During a highly contagious epidemic, the Red Death, callous, creative Prince Prospero and his friends throw a lavish masquerade ball. They seem oblivious to the danger and their own privilege — and then the Red Death personified shows up. Today, people either return to this story or find it too on-the-nose during the COVID-19 pandemic.
There’s debate as to whether Poe’s character Auguste Dupin was the first fictional detective. While Poe may not have coined the word “detective,” he influenced the entire mystery genre, including Sir Arthur Conan Doyle’s Sherlock Holmes. Dupin later appeared in two more Poe stories: “The Mystery of Marie Rogêt” and “The Purloined Letter.” With Dupin, Poe established many conventions of detective stories. These include a private investigator, independent from the police department, who uses logical reasoning to solve crimes.

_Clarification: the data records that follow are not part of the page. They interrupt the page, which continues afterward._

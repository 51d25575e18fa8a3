use crate::config::{DATE_FORMAT, TIME_FORMAT};
use crate::error::{AppError, AppResult};
use chrono::{NaiveDate, NaiveDateTime, NaiveTime, Utc};
use serde::{Deserialize, Serialize};
use std::fmt;
use std::num::NonZeroU32;
use std::path::PathBuf;
use std::str::FromStr;

/// How often a reminder repeats. The interval counts days, weeks or months.
#[derive(Debug, Clone, Copy, PartialEq, Eq, Serialize, Deserialize, Default)]
#[serde(tag = "kind", content = "interval")]
pub enum Recurrence {
    #[default]
    None,
    Daily(NonZeroU32),
    Weekly(NonZeroU32),
    Monthly(NonZeroU32),
}

impl Recurrence {
    /// Build a recurrence from form input. The interval is ignored for `None`.
    pub fn from_parts(kind: &str, interval: &str) -> AppResult<Self> {
        let kind = kind.trim();
        if kind.is_empty() || kind.eq_ignore_ascii_case("none") {
            return Ok(Recurrence::None);
        }

        let interval = interval
            .trim()
            .parse::<u32>()
            .ok()
            .and_then(NonZeroU32::new)
            .ok_or_else(|| {
                AppError::validation("Interval must be a positive number for recurring reminders.")
            })?;

        match kind.to_ascii_lowercase().as_str() {
            "daily" => Ok(Recurrence::Daily(interval)),
            "weekly" => Ok(Recurrence::Weekly(interval)),
            "monthly" => Ok(Recurrence::Monthly(interval)),
            other => Err(AppError::validation(format!(
                "Unknown recurrence '{}', expected None, Daily, Weekly or Monthly.",
                other
            ))),
        }
    }

    pub fn is_recurring(&self) -> bool {
        !matches!(self, Recurrence::None)
    }

    pub fn interval(&self) -> Option<NonZeroU32> {
        match self {
            Recurrence::None => None,
            Recurrence::Daily(n) | Recurrence::Weekly(n) | Recurrence::Monthly(n) => Some(*n),
        }
    }

    pub fn kind_name(&self) -> &'static str {
        match self {
            Recurrence::None => "None",
            Recurrence::Daily(_) => "Daily",
            Recurrence::Weekly(_) => "Weekly",
            Recurrence::Monthly(_) => "Monthly",
        }
    }

    fn unit(&self) -> &'static str {
        match self {
            Recurrence::None => "",
            Recurrence::Daily(_) => "day(s)",
            Recurrence::Weekly(_) => "week(s)",
            Recurrence::Monthly(_) => "month(s)",
        }
    }

    /// Human readable form, e.g. `Weekly every 2 week(s) until 2024-06-30`.
    pub fn describe(&self, end_date: Option<NaiveDate>) -> String {
        let Some(interval) = self.interval() else {
            return "None".to_string();
        };

        let mut text = format!("{} every {} {}", self.kind_name(), interval, self.unit());
        if let Some(end) = end_date {
            text.push_str(&format!(" until {}", end.format(DATE_FORMAT)));
        }
        text
    }
}

#[derive(Debug, Clone, Copy, PartialEq, Eq, Serialize, Deserialize, Default)]
pub enum Priority {
    High,
    #[default]
    Medium,
    Low,
}

impl fmt::Display for Priority {
    fn fmt(&self, f: &mut fmt::Formatter<'_>) -> fmt::Result {
        let name = match self {
            Priority::High => "High",
            Priority::Medium => "Medium",
            Priority::Low => "Low",
        };
        f.write_str(name)
    }
}

impl FromStr for Priority {
    type Err = AppError;

    fn from_str(s: &str) -> Result<Self, Self::Err> {
        match s.trim().to_ascii_lowercase().as_str() {
            "" | "medium" => Ok(Priority::Medium),
            "high" => Ok(Priority::High),
            "low" => Ok(Priority::Low),
            other => Err(AppError::validation(format!(
                "Unknown priority '{}', expected High, Medium or Low.",
                other
            ))),
        }
    }
}

#[derive(Debug, Clone, PartialEq, Serialize, Deserialize)]
pub struct Reminder {
    pub id: i64,
    pub task: String,
    /// Date of the next unfired occurrence
    pub scheduled_date: NaiveDate,
    pub scheduled_time: NaiveTime,
    #[serde(default)]
    pub recurrence: Recurrence,
    #[serde(default)]
    pub recurrence_end_date: Option<NaiveDate>,
    #[serde(default)]
    pub priority: Priority,
    pub completed: bool,
    /// Reset to false whenever a recurring reminder rolls forward
    pub notified: bool,
    #[serde(default)]
    pub category: Option<String>,
    #[serde(default)]
    pub notes: Option<String>,
    #[serde(default)]
    pub send_email: bool,
    #[serde(default)]
    pub email_address: Option<String>,
    #[serde(default)]
    pub sound_file: Option<PathBuf>,
    pub created_at: String,
}

impl Reminder {
    pub fn new(task: String, scheduled_date: NaiveDate, scheduled_time: NaiveTime) -> Self {
        Self {
            id: 0, // Will be set by storage
            task,
            scheduled_date,
            scheduled_time,
            recurrence: Recurrence::None,
            recurrence_end_date: None,
            priority: Priority::Medium,
            completed: false,
            notified: false,
            category: None,
            notes: None,
            send_email: false,
            email_address: None,
            sound_file: None,
            created_at: Utc::now().to_rfc3339(),
        }
    }

    pub fn due_at(&self) -> NaiveDateTime {
        self.scheduled_date.and_time(self.scheduled_time)
    }

    pub fn is_due(&self, now: NaiveDateTime) -> bool {
        !self.completed && self.due_at() <= now
    }

    /// Address to email, if the email channel is switched on for this reminder.
    pub fn email_target(&self) -> Option<&str> {
        if !self.send_email {
            return None;
        }
        self.email_address
            .as_deref()
            .map(str::trim)
            .filter(|addr| !addr.is_empty())
    }

    pub fn recurrence_description(&self) -> String {
        self.recurrence.describe(self.recurrence_end_date)
    }
}

/// Raw reminder input as typed by the user, validated before anything is stored.
#[derive(Debug, Clone, Default)]
pub struct ReminderDraft {
    pub task: String,
    pub date: String,
    pub time: String,
    pub recurrence: String,
    pub interval: String,
    pub end_date: String,
    pub priority: String,
    pub category: String,
    pub notes: String,
    pub email_address: String,
    pub send_email: bool,
    pub sound_file: String,
}

fn non_empty(value: &str) -> Option<String> {
    let value = value.trim();
    (!value.is_empty()).then(|| value.to_string())
}

impl ReminderDraft {
    pub fn validate(self) -> AppResult<Reminder> {
        let task = self.task.trim();
        let date = self.date.trim();
        let time = self.time.trim();

        if task.is_empty() || date.is_empty() || time.is_empty() {
            return Err(AppError::validation("Task, Date, and Time are required."));
        }

        let scheduled_date = NaiveDate::parse_from_str(date, DATE_FORMAT);
        let scheduled_time = NaiveTime::parse_from_str(time, TIME_FORMAT);
        let (scheduled_date, scheduled_time) = match (scheduled_date, scheduled_time) {
            (Ok(d), Ok(t)) => (d, t),
            _ => {
                return Err(AppError::validation(
                    "Date format should be YYYY-MM-DD and Time HH:MM.",
                ))
            }
        };

        let recurrence = Recurrence::from_parts(&self.recurrence, &self.interval)?;

        let recurrence_end_date = match non_empty(&self.end_date) {
            Some(raw) => Some(NaiveDate::parse_from_str(&raw, DATE_FORMAT).map_err(|_| {
                AppError::validation("Recurrence End Date format should be YYYY-MM-DD.")
            })?),
            None => None,
        };

        let priority = self.priority.parse::<Priority>()?;

        let email_address = non_empty(&self.email_address);
        if self.send_email {
            match email_address.as_deref() {
                Some(addr) if addr.contains('@') => {}
                Some(addr) => {
                    return Err(AppError::validation(format!(
                        "'{}' is not a valid email address.",
                        addr
                    )))
                }
                None => {
                    return Err(AppError::validation(
                        "An email address is required when email notification is enabled.",
                    ))
                }
            }
        }

        let mut reminder = Reminder::new(task.to_string(), scheduled_date, scheduled_time);
        reminder.recurrence = recurrence;
        reminder.recurrence_end_date = if recurrence.is_recurring() {
            recurrence_end_date
        } else {
            None
        };
        reminder.priority = priority;
        reminder.category = non_empty(&self.category);
        reminder.notes = non_empty(&self.notes);
        reminder.send_email = self.send_email;
        reminder.email_address = email_address;
        reminder.sound_file = non_empty(&self.sound_file).map(PathBuf::from);
        Ok(reminder)
    }
}
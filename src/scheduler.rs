//! Periodic due-check for reminders.
//!
//! Each tick looks up the reminders due at the given moment, fires their
//! notifications and then either completes them or rolls them forward to the
//! next occurrence of their series.

use crate::error::{AppError, AppResult};
use crate::notify::{self, Channel, NotificationSink};
use crate::recurrence::{first_occurrence_after, next_occurrence};
use crate::reminder::Reminder;
use crate::storage::{ReminderPatch, ReminderStore};
use chrono::{Local, NaiveDate, NaiveDateTime};
use std::str::FromStr;
use std::thread;
use std::time::Duration;

/// What happens to a recurring reminder whose due time passed while the app was closed.
#[derive(Debug, Clone, Copy, PartialEq, Eq, Default)]
pub enum CatchUpPolicy {
    /// Advance one interval per firing, so every missed occurrence fires on a later tick.
    #[default]
    EveryOccurrence,
    /// Fire once, then jump to the first occurrence after now.
    SkipMissed,
}

impl FromStr for CatchUpPolicy {
    type Err = AppError;

    fn from_str(s: &str) -> Result<Self, Self::Err> {
        match s.trim().to_ascii_lowercase().as_str() {
            "every" | "every-occurrence" => Ok(CatchUpPolicy::EveryOccurrence),
            "skip" | "skip-missed" => Ok(CatchUpPolicy::SkipMissed),
            other => Err(AppError::config(format!(
                "Unknown catch-up policy '{}', expected 'every' or 'skip'",
                other
            ))),
        }
    }
}

/// State change applied to a reminder after it fired
#[derive(Debug, Clone, Copy, PartialEq, Eq)]
pub enum Transition {
    /// One-off reminder done
    Completed,
    /// Recurring reminder whose next occurrence falls past its end date
    SeriesEnded,
    Rescheduled(NaiveDate),
}

impl Transition {
    pub fn patch(&self, reminder: &Reminder) -> ReminderPatch {
        match self {
            Transition::Completed | Transition::SeriesEnded => ReminderPatch::finished(),
            Transition::Rescheduled(date) => {
                ReminderPatch::rescheduled(*date, reminder.scheduled_time)
            }
        }
    }
}

/// Decide what a due reminder becomes once fired at `now`.
pub fn plan_transition(reminder: &Reminder, now: NaiveDateTime, policy: CatchUpPolicy) -> Transition {
    if !reminder.recurrence.is_recurring() {
        return Transition::Completed;
    }

    let next = match policy {
        CatchUpPolicy::EveryOccurrence => {
            next_occurrence(reminder.scheduled_date, reminder.recurrence)
        }
        CatchUpPolicy::SkipMissed => first_occurrence_after(
            reminder.scheduled_date,
            reminder.recurrence,
            reminder.scheduled_time,
            now,
        ),
    };

    match (next, reminder.recurrence_end_date) {
        (None, _) => Transition::SeriesEnded,
        (Some(next), Some(end)) if next > end => Transition::SeriesEnded,
        (Some(next), _) => Transition::Rescheduled(next),
    }
}

#[derive(Debug, Clone)]
pub struct Firing {
    pub id: i64,
    pub task: String,
    pub transition: Transition,
    pub delivery_failures: Vec<(Channel, AppError)>,
}

#[derive(Debug, Clone, Default)]
pub struct TickReport {
    pub fired: Vec<Firing>,
    /// Reminders whose state could not be saved; they stay due and retry next tick
    pub store_failures: Vec<(i64, AppError)>,
}

impl TickReport {
    pub fn is_empty(&self) -> bool {
        self.fired.is_empty() && self.store_failures.is_empty()
    }

    pub fn delivery_failures(&self) -> impl Iterator<Item = (&Firing, &Channel, &AppError)> {
        self.fired.iter().flat_map(|firing| {
            firing
                .delivery_failures
                .iter()
                .map(move |(channel, error)| (firing, channel, error))
        })
    }
}

pub struct ReminderScheduler<N: NotificationSink> {
    sink: N,
    catch_up: CatchUpPolicy,
}

impl<N: NotificationSink> ReminderScheduler<N> {
    pub fn new(sink: N, catch_up: CatchUpPolicy) -> Self {
        Self { sink, catch_up }
    }

    /// The notifier alerts are dispatched through.
    pub fn sink(&self) -> &N {
        &self.sink
    }

    /// Fire everything due at `now`, oldest first.
    ///
    /// Fails only when the due list itself cannot be read. Delivery problems
    /// and per-reminder save failures are collected in the report.
    pub fn tick<S: ReminderStore + ?Sized>(
        &self,
        store: &mut S,
        now: NaiveDateTime,
    ) -> AppResult<TickReport> {
        let due = store.list_due(now)?;
        let mut report = TickReport::default();

        for reminder in due.into_iter().filter(|r| r.is_due(now)) {
            let delivery = notify::dispatch(&self.sink, &reminder);
            let transition = plan_transition(&reminder, now, self.catch_up);

            match store.update(reminder.id, &transition.patch(&reminder)) {
                Ok(_) => {
                    log::info!(
                        "Reminder {} ({}) fired: {:?}",
                        reminder.id,
                        reminder.task,
                        transition
                    );
                    report.fired.push(Firing {
                        id: reminder.id,
                        task: reminder.task,
                        transition,
                        delivery_failures: delivery.failures(),
                    });
                }
                Err(e) => {
                    log::error!("Failed to save reminder {} after firing: {}", reminder.id, e);
                    report.store_failures.push((reminder.id, e));
                }
            }
        }

        Ok(report)
    }

    /// Check on a fixed interval for the lifetime of the process.
    pub fn run_forever<S: ReminderStore + ?Sized>(&self, store: &mut S, interval: Duration) -> ! {
        log::info!("Reminder checks every {}s", interval.as_secs());
        loop {
            let now = Local::now().naive_local();
            match self.tick(store, now) {
                Ok(report) if !report.is_empty() => log::debug!(
                    "Tick at {}: {} fired, {} not saved",
                    now,
                    report.fired.len(),
                    report.store_failures.len()
                ),
                Ok(_) => {}
                Err(e) => log::error!("Reminder check failed: {}", e),
            }
            thread::sleep(interval);
        }
    }
}
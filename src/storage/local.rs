use crate::error::AppResult;
use crate::reminder::Reminder;
use serde::{Deserialize, Serialize};
use std::fs;
use std::path::Path;

/// On-disk shape of the reminder data file
#[derive(Debug, Clone, Serialize, Deserialize, Default, PartialEq)]
pub struct ReminderFile {
    pub pending: Vec<Reminder>,
    pub completed: Vec<Reminder>,
}

impl ReminderFile {
    pub fn next_id(&self) -> i64 {
        let max_pending = self.pending.iter().map(|r| r.id).max().unwrap_or(0);
        let max_completed = self.completed.iter().map(|r| r.id).max().unwrap_or(0);
        max_pending.max(max_completed) + 1
    }

    pub fn find(&self, id: i64) -> Option<&Reminder> {
        self.pending
            .iter()
            .chain(self.completed.iter())
            .find(|r| r.id == id)
    }
}

/// Load reminders from the local JSON file
pub fn load_local(path: &Path) -> AppResult<ReminderFile> {
    if !path.exists() {
        return Ok(ReminderFile::default());
    }

    let content = fs::read_to_string(path)?;
    if content.trim().is_empty() {
        return Ok(ReminderFile::default());
    }

    Ok(serde_json::from_str(&content)?)
}

/// Save reminders to the local JSON file, replacing it atomically
pub fn save_local(path: &Path, data: &ReminderFile) -> AppResult<()> {
    let content = serde_json::to_string_pretty(data)?;
    let tmp_path = path.with_extension("json.tmp");
    fs::write(&tmp_path, content)?;
    fs::rename(&tmp_path, path)?;
    Ok(())
}

#[cfg(test)]
mod tests {
    use super::*;
    use chrono::{NaiveDate, NaiveTime};

    #[test]
    fn test_load_nonexistent_returns_empty() {
        let temp_dir = tempfile::tempdir().unwrap();

        let store = load_local(&temp_dir.path().join("reminders.json")).unwrap();
        assert!(store.pending.is_empty());
        assert!(store.completed.is_empty());
    }

    #[test]
    fn test_save_and_load_keeps_records() {
        let temp_dir = tempfile::tempdir().unwrap();
        let path = temp_dir.path().join("reminders.json");

        let mut reminder = Reminder::new(
            "Break and shake GJ-0002".to_string(),
            NaiveDate::from_ymd_opt(2024, 5, 4).unwrap(),
            NaiveTime::from_hms_opt(18, 30, 0).unwrap(),
        );
        reminder.id = 1;
        let store = ReminderFile {
            pending: vec![reminder],
            completed: vec![],
        };

        save_local(&path, &store).unwrap();
        let loaded = load_local(&path).unwrap();

        assert_eq!(loaded, store);
        assert!(!path.with_extension("json.tmp").exists());
    }

    #[test]
    fn test_corrupt_file_is_a_storage_error() {
        let temp_dir = tempfile::tempdir().unwrap();
        let path = temp_dir.path().join("reminders.json");
        fs::write(&path, "{ not json").unwrap();

        let err = load_local(&path).unwrap_err();
        assert!(matches!(err, crate::error::AppError::Storage(_)));
    }
}
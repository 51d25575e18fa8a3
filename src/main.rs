fn main() {
    if let Err(e) = myco_reminders_lib::run() {
        eprintln!("{}", e);
        std::process::exit(1);
    }
}
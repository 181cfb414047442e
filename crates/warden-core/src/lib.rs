// crates/warden-core/src/lib.rs
// ============================================================================
// Crate: warden-core
// Description: Canonical IR, risk validator, and diff-audit gate for the
//              governance kernel — the pure, no-I/O heart of the workspace.
// ============================================================================

//! # warden-core
//!
//! This crate holds the governance kernel's pure decision logic:
//!
//! - [`core`] — opaque identifiers, the clock seam, the schemaless value
//!   type, and RFC 8785 canonical hashing.
//! - [`ir`] — the closed intermediate representation (action/provider
//!   vocabularies, steps, plans).
//! - [`validator`] — risk-tier computation and structural validation
//!   (`Ir` + `now` → `ValidationResult`).
//! - [`diff_audit`] — verifies a compiled execution graph faithfully encodes
//!   the `Ir` it claims to come from.
//! - [`events`] — the shared audit event taxonomy used across the workspace.
//!
//! Every function in [`validator`] and [`diff_audit`] is a pure function:
//! no I/O, no randomness, no implicit wall-clock reads. Everything else in
//! the workspace (storage, the event stream, the CLI) is built around this
//! pure core, not the other way around.

pub mod core;
pub mod diff_audit;
pub mod events;
pub mod ir;
pub mod validator;

pub use core::ids::ApprovalId;
pub use core::ids::BusinessIntentId;
pub use core::ids::EventId;
pub use core::ids::GraphId;
pub use core::ids::NodeId;
pub use core::ids::RequestId;
pub use core::ids::SubscriberName;
pub use core::ids::TenantId;
pub use core::time::Clock;
pub use core::time::FixedClock;
pub use core::time::SystemClock;
pub use core::time::Timestamp;
pub use core::value::ParamMap;
pub use core::value::ParamValue;
pub use diff_audit::DagNodeRef;
pub use diff_audit::DiffAuditMismatch;
pub use diff_audit::DiffAuditReport;
pub use diff_audit::diff_audit;
pub use events::Event;
pub use events::EventMeta;
pub use events::EventType;
pub use ir::Action;
pub use ir::Constraints;
pub use ir::Ir;
pub use ir::IrSchemaError;
pub use ir::IrStep;
pub use ir::Provider;
pub use validator::RiskTier;
pub use validator::Severity;
pub use validator::StepAssessment;
pub use validator::ValidationResult;
pub use validator::ValidationStatus;
pub use validator::Violation;
pub use validator::validate;
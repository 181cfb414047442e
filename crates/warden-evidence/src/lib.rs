// crates/warden-evidence/src/lib.rs
// ============================================================================
// Crate: warden-evidence
// Description: Canonical, hash-stamped evidence pack builder and its storage
//              contract (§4.J).
// ============================================================================

//! # warden-evidence
//!
//! Closes the loop on a governed execution: every run produces one
//! [`EvidencePack`] binding the graph spec, its result, the audit events it
//! emitted, and (when IR governance was in play) a summary of that
//! decision, under a single `content_hash`.
//!
//! - [`pack`] — [`EvidencePack`], [`build_pack`], [`verify_pack`].
//! - [`sink`] — the pluggable [`EvidenceSink`]/[`EvidenceReader`] contract,
//!   plus [`InMemorySink`] and [`FileSink`].

pub mod pack;
pub mod sink;

pub use pack::EvidencePack;
pub use pack::IrSummary;
pub use pack::build_pack;
pub use pack::verify_pack;
pub use sink::EvidenceReader;
pub use sink::EvidenceSink;
pub use sink::FileSink;
pub use sink::InMemorySink;
pub use sink::SinkError;
// crates/warden-executor/src/error.rs
// ============================================================================
// Module: Executor Errors
// Description: Pre-execution structural errors for one graph run (§4.G).
// Dependencies: thiserror, warden-core
// ============================================================================

//! ## Overview
//! [`ExecutorError`] covers only the checks the executor performs before a
//! single node runs (step 1 of §4.G): unresolvable dependencies and cycles.
//! A node's own failure during execution is never an [`ExecutorError`] — it
//! becomes a [`crate::result::DagResult`] with `success=false`, per §4.H's
//! "any uncaught exception is wrapped as a node failure."

use thiserror::Error;

use crate::toposort::TopoError;

/// Errors that stop a run before any node executes.
#[derive(Debug, Error, Clone, PartialEq, Eq)]
pub enum ExecutorError {
    /// The graph's dependency structure could not be ordered.
    #[error(transparent)]
    Topology(#[from] TopoError),
}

A painter draws his wife’s life force into a portrait of her, killing her. This eerie story plays on ancient myths of mirrors and paintings capturing the subjects’ souls. Some critics consider this story a possible influence on Oscar Wilde’s Victorian novel The Picture of Dorian Gray.
The narrator has a phobia of being buried alive, and he describes supposedly true examples of this phenomenon. In the early 1800s, this would have been a reasonable fear, as it was theoretically possible and occasionally happened. Poe used different takes on live burial in other stories, including “The Fall of the House of Usher” and “The Cask of Amontillado.”
An anonymous observer in a crowd becomes fascinated with a stranger and follows him. This short story is often taught alongside poet Charles Baudelaire’s description of a flâneur or idler. As always, Poe’s ability to create suspense and his knowledge of history, Greek, and French make the story memorable. Both Poe and Baudelaire described writers as avid observers of life.
10. “The Black Cat”
Often paired with “The Tell-Tale Heart,” this story features another unnamed, unreliable, and violent narrator. He escalates from animal abuse to murder and is literally and figuratively haunted by his actions. As usual with Poe, the ambiguity makes it even creepier. We’re unsure whether anything supernatural occurs or if we can believe anything the narrator says.
Edgar Allan Poe began writing poetry as a teenager, and his poems are just as fascinating and enduring as his stories. His most famous poems include The Raven, Annabel Lee, and “Lenore.” His critical theory includes “The Poetic Principle,” published posthumously and compiles several of his literary theory lectures.
Poe’s influence is everywhere in 20th and 21st century fiction, from Modernism to the twist endings of The Twilight Zone and Black Mirror. Horror movies with victims trapped in torture chambers are influenced by “The Pit and the Pendulum.” The modern thriller, particularly ones with confessions or narration by murderers, are also influenced by Poe’s stories. In 2019, Book Riot published a list of some examples of Poe references in pop culture, including The Simpsons Treehouse of Horror. In House of Salt and Sorrows, a 2019 YA gothic horror novel and fairytale retelling by Erin A. Craig, several character names reference Poe and his characters.